SECURITIES AND EXCHANGE COMMISSION

[Release No. 34-55028; File No. SR-Phlx-2006-90]


Self-Regulatory Organizations; Philadelphia Stock Exchange, Inc.; 
Notice of Filing and Immediate Effectiveness of Proposed Rule Change to 
Eliminate Certain License Fees

December 29, 2006.
    Pursuant to Section 19(b)(1) of the Securities Exchange Act of 1934 
(``Act''),\1\ and Rule 19b-4 thereunder,\2\ notice is hereby given that 
on December 26, 2006, the Philadelphia Stock

[[Page 1360]]

Exchange, Inc. (``Phlx'' or ``Exchange'') filed with the Securities and 
Exchange Commission (``Commission'') the proposed rule change as 
described in Items I, II, and III, below, which Items have been 
prepared by the Phlx. The Phlx has designated this proposal as one 
establishing or changing a due, fee, or other charge imposed by the 
Phlx under Section 19(b)(3)(A)(ii) of the Act,\3\ and Rule 19b-4(f)(2) 
thereunder,\4\ which renders the proposal effective upon filing with 
the Commission. The Commission is publishing this notice to solicit 
comments on the proposed rule change from interested persons.
---------------------------------------------------------------------------

    \1\ 15 U.S.C. 78s(b)(1).
    \2\ 17 CFR 240.19b-4.
    \3\ 15 U.S.C. 78s(b)(3)(A)(ii).
    \4\ 17 CFR 240.19b-4(f)(2).
---------------------------------------------------------------------------

I. Self-Regulatory Organization's Statement of the Terms of Substance 
of the Proposed Rule Change

    The Phlx proposes to modify its fee schedule to eliminate the 
license fees assessed on the following products: Russell 1000 Growth 
iShares (``IWF''); Russell 2000 iShares (``IWM''); Russell 2000 Value 
iShares (``IWN''); Russell 2000 Growth iShares (``IWO''); Russell 
Midcap Growth iShares (``IWP''); and Russell Midcap Value iShares 
(``IWS''). This proposal is scheduled to become effective for trades 
settling on or after January 2, 2007.
    The text of the proposed rule change is available on the Exchange's 
Web site at http://www.Phlx.com, at the principal office of the Phlx, 
and at the Commission's Public Reference Room.

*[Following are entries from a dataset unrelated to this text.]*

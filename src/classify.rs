use crate::alphabet::LetterFrequency;
use crate::reserved::is_reserved;
use ahash::{AHashMap as HashMap, AHashSet as HashSet};
use serde::Deserialize;
use slotmap::SlotMap;

slotmap::new_key_type! {
    /// Handle to a [`TargetEntry`] stored in a [`Classification`].
    pub struct TargetKey;
}

/// Which words count as replacement candidates.
#[derive(Debug, Clone, Copy, Default, PartialEq, Eq, Deserialize)]
#[serde(rename_all = "kebab-case")]
pub enum TargetRule {
    /// At least two characters, last one `_`. `foo_` and `foo__` both qualify.
    #[default]
    TrailingUnderscore,

    /// Like [`TargetRule::TrailingUnderscore`], but the character before the
    /// final `_` must not itself be `_`. `foo__` is left alone.
    SingleTrailingUnderscore,
}

impl TargetRule {
    /// Returns true if `word` is a replacement candidate under this rule.
    pub fn is_target(self, word: &str) -> bool {
        let mut rev = word.chars().rev();
        match (rev.next(), rev.next()) {
            (Some('_'), Some(prev)) => match self {
                TargetRule::TrailingUnderscore => true,
                TargetRule::SingleTrailingUnderscore => prev != '_',
            },
            _ => false,
        }
    }
}

/// A word marked for replacement.
#[derive(Debug, Clone, PartialEq, Eq)]
pub struct TargetEntry {
    /// The word as it appears in the corpus.
    pub original: String,
    /// Number of occurrences across the corpus.
    pub frequency: u64,
    /// Token index of the first occurrence, used to break ties.
    pub first_seen: usize,
}

/// Partition of a token stream into Target and Other words.
///
/// Targets are stored in a `SlotMap` keyed by [`TargetKey`] with a string
/// index on top. Built-in reserved words count as Other words whether or not
/// they occur.
#[derive(Debug)]
pub struct Classification {
    rule: TargetRule,
    tally_letters: bool,
    pub(crate) targets: SlotMap<TargetKey, TargetEntry>,
    target_index: HashMap<String, TargetKey>,
    others: HashSet<String>,
    letters: LetterFrequency,
    tokens_seen: usize,
}

impl Classification {
    /// Creates an empty classification.
    ///
    /// When `tally_letters` is false the letter table stays empty; this is the
    /// case whenever an explicit alphabet is configured.
    pub fn new(rule: TargetRule, tally_letters: bool) -> Self {
        Self {
            rule,
            tally_letters,
            targets: SlotMap::with_key(),
            target_index: HashMap::new(),
            others: HashSet::new(),
            letters: LetterFrequency::default(),
            tokens_seen: 0,
        }
    }

    /// Adds extra words that must never be used as replacements.
    pub fn reserve<I, S>(&mut self, words: I)
    where
        I: IntoIterator<Item = S>,
        S: Into<String>,
    {
        self.others.extend(words.into_iter().map(Into::into));
    }

    /// Classifies a single token.
    pub fn push(&mut self, token: &str) {
        let index = self.tokens_seen;
        self.tokens_seen += 1;

        if self.rule.is_target(token) {
            if let Some(&key) = self.target_index.get(token) {
                self.targets[key].frequency += 1;
            } else {
                let key = self.targets.insert(TargetEntry {
                    original: token.to_string(),
                    frequency: 1,
                    first_seen: index,
                });
                self.target_index.insert(token.to_string(), key);
            }
            return;
        }

        if self.tally_letters {
            self.letters.record_word(token);
        }
        if !self.others.contains(token) {
            self.others.insert(token.to_string());
        }
    }

    /// Classifies every token of an iterator.
    pub fn extend<'a, I: IntoIterator<Item = &'a str>>(&mut self, tokens: I) {
        for token in tokens {
            self.push(token);
        }
    }

    /// Number of tokens classified so far.
    pub fn tokens_seen(&self) -> usize {
        self.tokens_seen
    }

    /// Number of distinct Target words.
    pub fn target_count(&self) -> usize {
        self.targets.len()
    }

    /// Looks up a Target entry by its original spelling.
    pub fn target(&self, word: &str) -> Option<&TargetEntry> {
        self.target_index.get(word).map(|&key| &self.targets[key])
    }

    /// Iterates Target entries in no particular order.
    pub fn targets(&self) -> impl Iterator<Item = (TargetKey, &TargetEntry)> {
        self.targets.iter()
    }

    /// Returns true if `word` is an Other word or a reserved word.
    pub fn is_other(&self, word: &str) -> bool {
        is_reserved(word) || self.others.contains(word)
    }

    /// Other words seen in the corpus plus extra reserved words. The built-in
    /// list is not copied in; [`Classification::is_other`] consults it.
    pub fn others(&self) -> &HashSet<String> {
        &self.others
    }

    /// Letter frequencies of the Other words seen in the corpus.
    pub fn letters(&self) -> &LetterFrequency {
        &self.letters
    }
}

#[cfg(test)]
mod tests {
    use super::*;
    use crate::tokenizer::tokens;

    #[test]
    fn test_target_predicate() {
        let rule = TargetRule::TrailingUnderscore;
        assert!(rule.is_target("a_"));
        assert!(rule.is_target("foo_"));
        assert!(rule.is_target("foo__"));
        assert!(rule.is_target("__"));
        assert!(!rule.is_target("_"));
        assert!(!rule.is_target("foo"));
        assert!(!rule.is_target("_foo"));
        assert!(!rule.is_target(""));
    }

    #[test]
    fn test_single_trailing_rule() {
        let rule = TargetRule::SingleTrailingUnderscore;
        assert!(rule.is_target("foo_"));
        assert!(!rule.is_target("foo__"));
        assert!(!rule.is_target("__"));
    }

    #[test]
    fn test_counts_targets_and_records_others() {
        let mut c = Classification::new(TargetRule::default(), true);
        c.extend(tokens("zig_ zig_ zig_ boston_ boston_ apple"));

        assert_eq!(c.tokens_seen(), 6);
        assert_eq!(c.target_count(), 2);
        assert_eq!(c.target("zig_").map(|t| t.frequency), Some(3));
        assert_eq!(c.target("boston_").map(|t| t.frequency), Some(2));
        assert_eq!(c.target("boston_").map(|t| t.first_seen), Some(3));
        assert!(c.is_other("apple"));
        assert!(!c.is_other("zig_"));
    }

    #[test]
    fn test_reserved_words_always_present() {
        let mut c = Classification::new(TargetRule::default(), true);
        c.extend(tokens("x_"));
        assert!(c.is_other("function"));
        assert!(c.is_other("if"));
        assert!(!c.others().contains("if"));
        assert_eq!(c.letters().total(), 0);
    }

    #[test]
    fn test_extra_reserved() {
        let mut c = Classification::new(TargetRule::default(), false);
        c.reserve(["jQuery", "module"]);
        assert!(c.is_other("jQuery"));
        assert!(c.is_other("module"));
    }

    #[test]
    fn test_letter_tally_only_for_other_words() {
        let mut c = Classification::new(TargetRule::default(), true);
        c.extend(tokens("aab_ ab a1$_b"));
        // "a1$_b" ends in 'b', so it is an Other word.
        assert_eq!(c.letters().get('a'), 2);
        assert_eq!(c.letters().get('b'), 2);
        assert_eq!(c.letters().total(), 4);
    }

    #[test]
    fn test_no_tally_with_explicit_alphabet() {
        let mut c = Classification::new(TargetRule::default(), false);
        c.extend(tokens("apple banana"));
        assert_eq!(c.letters().total(), 0);
        assert!(c.is_other("banana"));
    }

    #[test]
    fn test_stricter_rule_moves_words_to_other() {
        let mut c = Classification::new(TargetRule::SingleTrailingUnderscore, true);
        c.extend(tokens("keep__ swap_"));
        assert!(c.is_other("keep__"));
        assert!(c.target("swap_").is_some());
        assert!(c.target("keep__").is_none());
    }
}
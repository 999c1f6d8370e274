//! # Mangle - Cross-File Identifier Renaming
//!
//! Shrinks a set of text files by renaming every word marked with a trailing
//! underscore (`count_`, `list_`) to a short generated identifier, consistently
//! across all files.
//!
//! The pipeline has four stages:
//! 1. **Classification**: tokens are split into Target words (marked, counted)
//!    and Other words (must never be produced as replacements).
//! 2. **Alphabet**: per-position character sets, either configured or derived
//!    from the letters most common in the corpus.
//! 3. **Planning**: each Target word gets the shortest free identifier, most
//!    frequent words first.
//! 4. **Substitution**: whole-word replacement in every file, longest original
//!    first.
//!
//! ## Example
//!
//! ```
//! use mangle_rs::{FileBuffer, RenameConfig, Renamer};
//!
//! let mut files = vec![FileBuffer::new("app.js", "zig_ zig_ zig_ boston_ boston_ apple")];
//! let renamer = Renamer::new(RenameConfig::default().with_alphabet(["ab"]));
//!
//! let stats = renamer.rename(&mut files).unwrap();
//! assert_eq!(files[0].content, "a a a b b apple");
//! assert_eq!(stats.targets, 2);
//! ```
//!
//! ## Guarantees
//!
//! - Replacements are unique, never start with a digit, and never equal an
//!   Other word, a reserved word or a Target word.
//! - Running again on the output renames nothing, as long as the alphabet
//!   does not contain `_`.
//! - Files are only written after every file has been read and planning has
//!   succeeded.

mod alphabet;
mod classify;
mod config;
mod engine;
mod error;
pub mod files;
mod id_gen;
mod planner;
mod reserved;
mod substitute;
mod tokenizer;


pub use alphabet::{Alphabet, LetterFrequency, DEFAULT_COVERAGE_PERCENT};
pub use classify::{Classification, TargetEntry, TargetKey, TargetRule};
pub use config::RenameConfig;
pub use engine::{RenameStats, Renamer};
pub use error::{ConfigError, Error, Result};
pub use files::FileBuffer;
pub use id_gen::identifier_at;
pub use planner::{plan, Replacement, ReplacementPlan};
pub use reserved::{is_reserved, RESERVED_WORDS};
pub use substitute::{
    application_order, find_whole_words, replace_whole_words, substitute, SubstitutionReport,
};
pub use tokenizer::{is_token_char, tokens, Tokens, WORD_PATTERN};
use crate::alphabet::DEFAULT_COVERAGE_PERCENT;
use crate::classify::TargetRule;
use crate::error::{Error, Result};
use serde::Deserialize;
use std::path::Path;

/// Settings for one renaming run.
///
/// Can be loaded from TOML:
///
/// ```toml
/// alphabet = ["abc", "xyz"]
/// reserved = ["jQuery", "module"]
/// coverage_percent = 80
/// target_rule = "single-trailing-underscore"
/// ```
#[derive(Debug, Clone, PartialEq, Eq, Deserialize)]
#[serde(default, deny_unknown_fields)]
pub struct RenameConfig {
    /// Explicit character groups. `None` derives the alphabet from the corpus.
    pub alphabet: Option<Vec<String>>,
    /// Words to protect in addition to the built-in reserved words.
    pub reserved: Vec<String>,
    /// Share of letter frequency a derived alphabet must cover.
    pub coverage_percent: u8,
    pub target_rule: TargetRule,
}

impl Default for RenameConfig {
    fn default() -> Self {
        Self {
            alphabet: None,
            reserved: Vec::new(),
            coverage_percent: DEFAULT_COVERAGE_PERCENT,
            target_rule: TargetRule::default(),
        }
    }
}

impl RenameConfig {
    /// Uses an explicit alphabet.
    pub fn with_alphabet<I, S>(mut self, groups: I) -> Self
    where
        I: IntoIterator<Item = S>,
        S: Into<String>,
    {
        self.alphabet = Some(groups.into_iter().map(Into::into).collect());
        self
    }

    /// Adds words that must never be generated.
    pub fn with_reserved<I, S>(mut self, words: I) -> Self
    where
        I: IntoIterator<Item = S>,
        S: Into<String>,
    {
        self.reserved.extend(words.into_iter().map(Into::into));
        self
    }

    pub fn with_target_rule(mut self, rule: TargetRule) -> Self {
        self.target_rule = rule;
        self
    }

    /// Parses a TOML document. `origin` is only used in error messages.
    pub fn from_toml_str(text: &str, origin: &Path) -> Result<Self> {
        toml::from_str(text).map_err(|source| Error::ConfigFile {
            path: origin.to_path_buf(),
            source,
        })
    }

    /// Loads a TOML configuration file.
    pub fn load(path: impl AsRef<Path>) -> Result<Self> {
        let path = path.as_ref();
        let text = std::fs::read_to_string(path).map_err(|e| Error::io(path, e))?;
        Self::from_toml_str(&text, path)
    }
}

II. Self-Regulatory Organization's Statement of the Purpose of, and 
Statutory Basis for, the Proposed Rule Change

    In its filing with the Commission, the Phlx included statements 
concerning the purpose of and basis for the proposed rule change and 
discussed any comments it received on the proposed rule change. The 
text of these statements may be examined at the places specified in 
Item IV below. The Phlx has prepared summaries, set forth in sections 
A, B, and C below, of the most significant aspects of such statements.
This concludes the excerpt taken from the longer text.